In the words of Spicer: “It’s not bloody good enough.”
“To me – and maybe it’s because I’m nearly 50 – the new hipsterism in media looks an awful lot like the old sexism,” she said. “It’s easy to point to the dinosaur model of greying men being the enemy but structural discrimination in workplaces is being inherited by the next generation.”
There are bright spots though: organisations that recognise gender equality needs to be a priority. Organisations like Bloomberg which brought in quotas for quotes to ensure women’s voices are being heard. The BBC is going further with its pledge that women will hold 50% of on-air roles by 2020.
“Internationally the picture is incredibly bright,” Spicer said. “But the contrast with Australian-based organisations is stark. Our landmark survey shows the media has a blokey culture, tolerates harassment, pays lip service to work family balance and perpetuates the 23% gender pay gap.”

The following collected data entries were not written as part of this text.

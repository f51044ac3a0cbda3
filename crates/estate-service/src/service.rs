//! Request service: the command surface of the lifecycle engine.
//!
//! Every command resolves the target through the tenant-guarded
//! repository, authorizes the principal, validates the lifecycle edge and
//! commits with a compare-and-set on the request version. The audit entry
//! is written in the same transaction as the mutation.

use chrono::{DateTime, Utc};
use estate_core::error::{EstateError, EstateResult};
use estate_core::models::audit::{AuditAction, AuditLogEntry};
use estate_core::models::principal::Principal;
use estate_core::models::request::{
    CreateServiceRequest, NewServiceRequest, Priority, RequestStatus, RequestUpdate, ServiceRequest,
    ServiceRequestFilter,
};
use estate_core::models::user::Role;
use estate_core::repository::{
    AuditLogRepository, NotificationSink, PaginatedResult, Pagination, ServiceRequestRepository,
    SlaPolicyRepository, UserRepository,
};
use tracing::{info, warn};
use uuid::Uuid;

use crate::audit::{self, Actor, AuditLogger};
use crate::config::ServiceConfig;
use crate::error::RequestError;
use crate::escalation;
use crate::lifecycle::lifecycle;
use crate::policy::{self, Action};
use crate::validation::validate_new_request;

/// Request service.
///
/// Generic over repository implementations so that the lifecycle engine
/// has no dependency on the database crate.
pub struct RequestService<R, U, A, P, N>
where
    R: ServiceRequestRepository,
    U: UserRepository,
    A: AuditLogRepository,
    P: SlaPolicyRepository,
    N: NotificationSink,
{
    pub(crate) requests: R,
    pub(crate) users: U,
    audit: AuditLogger<A>,
    policies: P,
    pub(crate) notifier: N,
    config: ServiceConfig,
}

impl<R, U, A, P, N> RequestService<R, U, A, P, N>
where
    R: ServiceRequestRepository,
    U: UserRepository,
    A: AuditLogRepository,
    P: SlaPolicyRepository,
    N: NotificationSink,
{
    pub fn new(
        requests: R,
        users: U,
        audit_repo: A,
        policies: P,
        notifier: N,
        config: ServiceConfig,
    ) -> Self {
        Self {
            requests,
            users,
            audit: AuditLogger::new(audit_repo),
            policies,
            notifier,
            config,
        }
    }

    /// Run `fut` within the configured command timeout.
    pub(crate) async fn bounded<T>(
        &self,
        operation: &'static str,
        fut: impl Future<Output = EstateResult<T>>,
    ) -> EstateResult<T> {
        match tokio::time::timeout(self.config.command_timeout(), fut).await {
            Ok(result) => result,
            Err(_) => {
                warn!(operation, "Command timed out");
                Err(EstateError::Timeout {
                    operation: operation.into(),
                })
            }
        }
    }

    /// Open a new request on behalf of `principal`.
    ///
    /// With an idempotency key the request id is derived from
    /// `(tenant, creator, key)`, and a retried create returns the request
    /// the first attempt stored. A replay whose payload differs from the
    /// stored request is rejected.
    pub async fn create_request(
        &self,
        principal: &Principal,
        input: CreateServiceRequest,
        now: DateTime<Utc>,
    ) -> EstateResult<ServiceRequest> {
        self.bounded("create_request", self.create_inner(principal, input, now))
            .await
    }

    async fn create_inner(
        &self,
        principal: &Principal,
        input: CreateServiceRequest,
        now: DateTime<Utc>,
    ) -> EstateResult<ServiceRequest> {
        if !policy::can_create(principal) {
            return Err(EstateError::denied(format!(
                "{} users may not create requests",
                principal.role
            )));
        }
        validate_new_request(&input, &self.config, now)?;

        let kind = input.details.kind();
        let priority = input.priority.unwrap_or_default();
        let window = match self
            .policies
            .get_window(principal.tenant_id, kind, priority)
            .await
        {
            Ok(window) => window,
            Err(EstateError::NotFound { .. }) => {
                return Err(RequestError::MissingSlaWindow { kind, priority }.into());
            }
            Err(e) => return Err(e),
        };

        let id = match &input.idempotency_key {
            Some(key) => idempotent_id(principal, key),
            None => Uuid::new_v4(),
        };
        let replay = input.clone();

        let new_request = NewServiceRequest {
            id,
            tenant_id: principal.tenant_id,
            status: lifecycle(kind).initial,
            priority,
            created_by: principal.user_id,
            unit_ref: input.unit_ref,
            details: input.details,
            idempotency_key: input.idempotency_key,
            escalation_deadline: now + window,
            created_at: now,
        };
        let entry = audit::created_entry(&new_request, Actor::from(principal));

        match self.requests.create_with_audit(new_request, entry).await {
            Ok(request) => {
                info!(
                    tenant_id = %request.tenant_id,
                    request_id = %request.id,
                    kind = %request.kind,
                    priority = %request.priority,
                    deadline = %request.escalation_deadline,
                    "Service request created"
                );
                Ok(request)
            }
            Err(EstateError::AlreadyExists { .. }) => {
                let existing = self.requests.get_by_id(principal.tenant_id, id).await?;
                check_replay(principal, &existing, &replay, priority)?;
                policy::authorize(principal, Action::Read, &existing)?;
                info!(
                    tenant_id = %existing.tenant_id,
                    request_id = %existing.id,
                    "Idempotent create replayed"
                );
                Ok(existing)
            }
            Err(e) => Err(e),
        }
    }

    /// Load a request the principal is allowed to see.
    pub async fn get(&self, principal: &Principal, request_id: Uuid) -> EstateResult<ServiceRequest> {
        self.bounded("get", async {
            let request = self
                .requests
                .get_by_id(principal.tenant_id, request_id)
                .await?;
            policy::authorize(principal, Action::Read, &request)?;
            Ok(request)
        })
        .await
    }

    /// Query requests of the principal's tenant.
    ///
    /// Tenant-role principals only ever see their own requests and
    /// department users only the kind their department serves; a filter
    /// asking for anything else is denied rather than narrowed.
    pub async fn query(
        &self,
        principal: &Principal,
        mut filter: ServiceRequestFilter,
        pagination: Pagination,
    ) -> EstateResult<PaginatedResult<ServiceRequest>> {
        match principal.role {
            Role::SuperUser | Role::Admin => {}
            Role::Tenant => match filter.created_by {
                Some(creator) if creator != principal.user_id => {
                    return Err(EstateError::denied(
                        "tenants may only query their own requests",
                    ));
                }
                _ => filter.created_by = Some(principal.user_id),
            },
            Role::DepartmentUser => {
                let Some(department) = principal.department else {
                    return Err(EstateError::denied("department user without a department"));
                };
                let served = policy::kind_for(department);
                match filter.kind {
                    Some(kind) if !policy::can_read_kind(principal, kind) => {
                        return Err(EstateError::denied(format!(
                            "{department} staff may not query {kind} requests"
                        )));
                    }
                    _ => filter.kind = Some(served),
                }
            }
        }

        self.bounded(
            "query",
            self.requests.list(principal.tenant_id, filter, pagination),
        )
        .await
    }

    /// Move a request along an edge of its kind's state graph.
    ///
    /// `expected_version` is the caller's view of the request; a request
    /// that has moved since is a `Conflict`.
    pub async fn transition(
        &self,
        principal: &Principal,
        request_id: Uuid,
        target: RequestStatus,
        expected_version: Option<u64>,
        now: DateTime<Utc>,
    ) -> EstateResult<ServiceRequest> {
        self.bounded("transition", async {
            let current = self
                .requests
                .get_by_id(principal.tenant_id, request_id)
                .await?;
            policy::authorize(principal, Action::Transition { to: target }, &current)?;
            check_expected_version(&current, expected_version)?;
            lifecycle(current.kind).check(current.status, target)?;

            let at = now.max(current.updated_at);
            let entry = audit::mutation_entry(
                &current,
                Actor::from(principal),
                AuditAction::StatusChanged,
                serde_json::json!({
                    "from": current.status.as_str(),
                    "to": target.as_str(),
                }),
                at,
            );
            let updated = self
                .requests
                .update_if_version_with_audit(
                    principal.tenant_id,
                    request_id,
                    current.version,
                    RequestUpdate {
                        status: Some(target),
                        ..RequestUpdate::at(at)
                    },
                    entry,
                )
                .await?;

            info!(
                tenant_id = %updated.tenant_id,
                request_id = %updated.id,
                from = %current.status,
                to = %target,
                version = updated.version,
                "Service request transitioned"
            );
            Ok(updated)
        })
        .await
    }

    /// Move the escalation deadline of an open request.
    ///
    /// Does not clear an escalation that already happened.
    pub async fn reschedule(
        &self,
        principal: &Principal,
        request_id: Uuid,
        new_deadline: DateTime<Utc>,
        expected_version: Option<u64>,
        now: DateTime<Utc>,
    ) -> EstateResult<ServiceRequest> {
        self.bounded("reschedule", async {
            let current = self
                .requests
                .get_by_id(principal.tenant_id, request_id)
                .await?;
            policy::authorize(principal, Action::Reschedule, &current)?;
            if current.is_terminal() {
                return Err(RequestError::Terminal(current.status).into());
            }
            check_expected_version(&current, expected_version)?;

            let at = now.max(current.updated_at);
            let entry = audit::mutation_entry(
                &current,
                Actor::from(principal),
                AuditAction::Rescheduled,
                serde_json::json!({
                    "from": current.escalation_deadline,
                    "to": new_deadline,
                }),
                at,
            );
            let updated = self
                .requests
                .update_if_version_with_audit(
                    principal.tenant_id,
                    request_id,
                    current.version,
                    RequestUpdate {
                        escalation_deadline: Some(new_deadline),
                        ..RequestUpdate::at(at)
                    },
                    entry,
                )
                .await?;

            info!(
                tenant_id = %updated.tenant_id,
                request_id = %updated.id,
                deadline = %new_deadline,
                "Escalation deadline rescheduled"
            );
            Ok(updated)
        })
        .await
    }

    /// Escalate a request now, ahead of its deadline.
    ///
    /// Takes the same write, audit and notification path as the monitor.
    /// Escalating an already escalated request returns it unchanged.
    pub async fn escalate(
        &self,
        principal: &Principal,
        request_id: Uuid,
        now: DateTime<Utc>,
    ) -> EstateResult<ServiceRequest> {
        self.bounded("escalate", async {
            let current = self
                .requests
                .get_by_id(principal.tenant_id, request_id)
                .await?;
            policy::authorize(principal, Action::Escalate, &current)?;
            if current.is_terminal() {
                return Err(RequestError::Terminal(current.status).into());
            }
            if current.escalated {
                return Ok(current);
            }

            escalation::escalate_request(
                &self.requests,
                &self.notifier,
                &current,
                Actor::from(principal),
                now,
            )
            .await
        })
        .await
    }

    /// The audit trail of a request the principal is allowed to see.
    pub async fn history(
        &self,
        principal: &Principal,
        request_id: Uuid,
    ) -> EstateResult<Vec<AuditLogEntry>> {
        self.bounded("history", async {
            let request = self
                .requests
                .get_by_id(principal.tenant_id, request_id)
                .await?;
            policy::authorize(principal, Action::Read, &request)?;
            self.audit.history(principal.tenant_id, request_id).await
        })
        .await
    }
}

/// Request id for an idempotent create. Two principals sending the same
/// key never collide.
fn idempotent_id(principal: &Principal, key: &str) -> Uuid {
    let namespace = Uuid::new_v5(&principal.tenant_id, principal.user_id.as_bytes());
    Uuid::new_v5(&namespace, key.as_bytes())
}

/// A replayed create must come from the original creator and carry the
/// original payload.
fn check_replay(
    principal: &Principal,
    existing: &ServiceRequest,
    input: &CreateServiceRequest,
    priority: Priority,
) -> EstateResult<()> {
    if existing.created_by != principal.user_id {
        return Err(EstateError::denied("idempotency key belongs to another principal"));
    }
    if existing.details != input.details
        || existing.priority != priority
        || existing.unit_ref != input.unit_ref
    {
        return Err(EstateError::validation(
            "idempotency_key",
            "key was already used for a different request",
        ));
    }
    Ok(())
}

pub(crate) fn check_expected_version(
    request: &ServiceRequest,
    expected_version: Option<u64>,
) -> EstateResult<()> {
    match expected_version {
        Some(expected) if expected != request.version => Err(EstateError::Conflict {
            entity: "service_request".into(),
            id: request.id.to_string(),
        }),
        _ => Ok(()),
    }
}
//! Error types for the service-request engine.

use thiserror::Error;

#[derive(Debug, Error)]
pub enum EstateError {
    #[error("Entity not found: {entity} with id {id}")]
    NotFound { entity: String, id: String },

    #[error("Entity already exists: {entity} with id {id}")]
    AlreadyExists { entity: String, id: String },

    #[error("Authorization denied: {reason}")]
    AuthorizationDenied { reason: String },

    #[error("Validation error on `{field}`: {message}")]
    Validation { field: String, message: String },

    #[error("Invalid {kind} transition: {from} -> {to}")]
    InvalidTransition {
        kind: String,
        from: String,
        to: String,
    },

    #[error("Concurrent modification of {entity} {id}; re-read and retry")]
    Conflict { entity: String, id: String },

    #[error("Database error: {0}")]
    Database(String),

    #[error("Notification dispatch failed: {0}")]
    Notification(String),

    #[error("Operation timed out: {operation}")]
    Timeout { operation: String },

    #[error("Internal error: {0}")]
    Internal(String),
}

impl EstateError {
    pub fn validation(field: impl Into<String>, message: impl Into<String>) -> Self {
        Self::Validation {
            field: field.into(),
            message: message.into(),
        }
    }

    pub fn denied(reason: impl Into<String>) -> Self {
        Self::AuthorizationDenied {
            reason: reason.into(),
        }
    }

    /// Store, network and timeout failures. Everything else is a
    /// definitive answer about the request itself.
    pub fn is_transient(&self) -> bool {
        matches!(
            self,
            Self::Database(_) | Self::Notification(_) | Self::Timeout { .. }
        )
    }
}

pub type EstateResult<T> = Result<T, EstateError>;

#[cfg(test)]
mod tests {
    use super::*;

    #[test]
    fn invalid_transition_names_the_edge() {
        let err = EstateError::InvalidTransition {
            kind: "Taxi".into(),
            from: "Assigned".into(),
            to: "Pending".into(),
        };
        assert_eq!(err.to_string(), "Invalid Taxi transition: Assigned -> Pending");
    }

    #[test]
    fn only_infrastructure_failures_are_transient() {
        assert!(EstateError::Database("down".into()).is_transient());
        assert!(
            EstateError::Timeout {
                operation: "assign".into()
            }
            .is_transient()
        );
        assert!(!EstateError::validation("title", "required").is_transient());
        assert!(
            !EstateError::Conflict {
                entity: "service_request".into(),
                id: "x".into()
            }
            .is_transient()
        );
    }
}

Is it any wonder that new research from the Women’s Leadership Institute of Australia and Women for Media shows women comprise just 1 in 5 sources quoted in newspapers?
Spicer recounted a conversation she had with a male media executive a few weeks ago. “He said ‘I’ve got a problem Trace. My paper is seen as too blokey.’ Where are all the women he asked?”
A cursory glance around the room last night confirmed, Spicer’s suspicions. “I don’t know where he’s looking because they’re everywhere.” It’s true.
How much longer “male, pale & stale” will last is up for debate. The fact PwC’s Australian Entertainment & Media Outlook 2016 - 2020, shows the average audience member is a woman aged 37, from a culturally diverse background who works in retail is interesting.
How can a media that doesn’t represent society continue to resonate?
As we navigate that terrain, plenty of women in media can seek solace, support and solidarity from their female peers thanks to Women in Media.